- [Try it] Each line of the data below that includes the string "entry" must be copied.

#### Information given ####

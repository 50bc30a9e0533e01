//! Identity-keyed store of tracked markers.

use std::collections::HashMap;
use std::sync::{Mutex, MutexGuard, PoisonError};

use log::{info, trace};
use marker_tracking_core::{DetectionEvent, MarkerFamily, MarkerSizes, TrackedMarker, VisualHandleId};

#[cfg(feature = "tracing")]
use tracing::instrument;

use crate::decode::decode_identity;
use crate::visual::VisualAllocator;

/// Why a detection left the registry untouched.
#[derive(Clone, Copy, Debug, PartialEq, Eq)]
pub enum IgnoreReason {
    /// The payload decoded to an empty identity.
    EmptyIdentity,
    /// The sensor reported a family outside the supported set.
    UnsupportedFamily,
    /// Detection arrived while no scan was running. Never produced by the
    /// registry itself; `SessionController::on_detection` returns it outside
    /// the active state.
    NotScanning,
}

/// Transition applied for one detection.
#[derive(Clone, Debug, PartialEq)]
pub enum DetectionOutcome {
    Created {
        identity: String,
        family: MarkerFamily,
        visual: Option<VisualHandleId>,
    },
    Updated {
        identity: String,
        pose_changed: bool,
    },
    Ignored(IgnoreReason),
}

impl DetectionOutcome {
    pub fn identity(&self) -> Option<&str> {
        match self {
            DetectionOutcome::Created { identity, .. } | DetectionOutcome::Updated { identity, .. } => {
                Some(identity)
            }
            DetectionOutcome::Ignored(_) => None,
        }
    }

    pub fn is_ignored(&self) -> bool {
        matches!(self, DetectionOutcome::Ignored(_))
    }
}

#[derive(Debug, Default)]
struct RegistryState {
    markers: HashMap<String, TrackedMarker>,
    sizes: MarkerSizes,
}

/// Registry of tracked markers, at most one entry per identity.
///
/// All mutation happens under one lock, so detections may be delivered from
/// several threads through a shared `Arc<TrackerRegistry>`.
#[derive(Debug, Default)]
pub struct TrackerRegistry {
    state: Mutex<RegistryState>,
}

impl TrackerRegistry {
    pub fn new(sizes: MarkerSizes) -> Self {
        Self {
            state: Mutex::new(RegistryState {
                markers: HashMap::new(),
                sizes,
            }),
        }
    }

    // The state is consistent between statements, so a poisoned lock is still usable.
    fn lock(&self) -> MutexGuard<'_, RegistryState> {
        self.state.lock().unwrap_or_else(PoisonError::into_inner)
    }

    /// Resolve one detection and apply at most one create-or-update.
    #[cfg_attr(
        feature = "tracing",
        instrument(level = "debug", skip(self, event, visuals), fields(family = ?event.family()))
    )]
    pub fn on_detection(
        &self,
        event: &DetectionEvent,
        visuals: &dyn VisualAllocator,
    ) -> DetectionOutcome {
        let Some((family, identity)) = decode_identity(&event.data) else {
            trace!("ignoring detection of unsupported marker family");
            return DetectionOutcome::Ignored(IgnoreReason::UnsupportedFamily);
        };
        if identity.is_empty() {
            trace!("ignoring {family} detection with empty payload");
            return DetectionOutcome::Ignored(IgnoreReason::EmptyIdentity);
        }
        if !family.carries_pose() {
            info!("no pose is given for marker type {family}, value is {identity}");
        }
        let event_pose = event.pose.filter(|_| family.carries_pose());

        let mut state = self.lock();
        if let Some(marker) = state.markers.get_mut(&identity) {
            marker.detections += 1;
            let mut pose_changed = false;
            if let Some(pose) = event_pose.filter(|_| marker.family.carries_pose()) {
                pose_changed = marker.pose != Some(pose);
                marker.pose = Some(pose);
            }
            if marker.family != family {
                trace!(
                    "marker {identity} seen as {family}, keeping first-seen family {}",
                    marker.family
                );
            }
            return DetectionOutcome::Updated {
                identity,
                pose_changed,
            };
        }

        let nominal_size = state.sizes.size_for(family);
        let visual = nominal_size.and_then(|size| visuals.acquire(&identity, size));
        state.markers.insert(
            identity.clone(),
            TrackedMarker {
                identity: identity.clone(),
                family,
                nominal_size,
                pose: event_pose,
                visual,
                detections: 1,
            },
        );
        info!("marker found: {family} {identity}");
        DetectionOutcome::Created {
            identity,
            family,
            visual,
        }
    }

    pub fn get(&self, identity: &str) -> Option<TrackedMarker> {
        self.lock().markers.get(identity).cloned()
    }

    pub fn contains(&self, identity: &str) -> bool {
        self.lock().markers.contains_key(identity)
    }

    pub fn len(&self) -> usize {
        self.lock().markers.len()
    }

    pub fn is_empty(&self) -> bool {
        self.lock().markers.is_empty()
    }

    /// All tracked markers, sorted by identity.
    pub fn snapshot(&self) -> Vec<TrackedMarker> {
        let mut out: Vec<TrackedMarker> = self.lock().markers.values().cloned().collect();
        out.sort_by(|a, b| a.identity.cmp(&b.identity));
        out
    }

    /// Drop an entry. Eviction policy is the caller's business.
    pub fn remove(&self, identity: &str) -> Option<TrackedMarker> {
        self.lock().markers.remove(identity)
    }

    pub fn marker_sizes(&self) -> MarkerSizes {
        self.lock().sizes
    }

    /// Sizes used for markers created from now on; existing entries keep theirs.
    pub fn set_marker_sizes(&self, sizes: MarkerSizes) {
        self.lock().sizes = sizes;
    }
}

####

- [Answer box]
/// Registry of tracked markers, at most one entry per identity.
    /// Drop an entry. Eviction policy is the caller's business.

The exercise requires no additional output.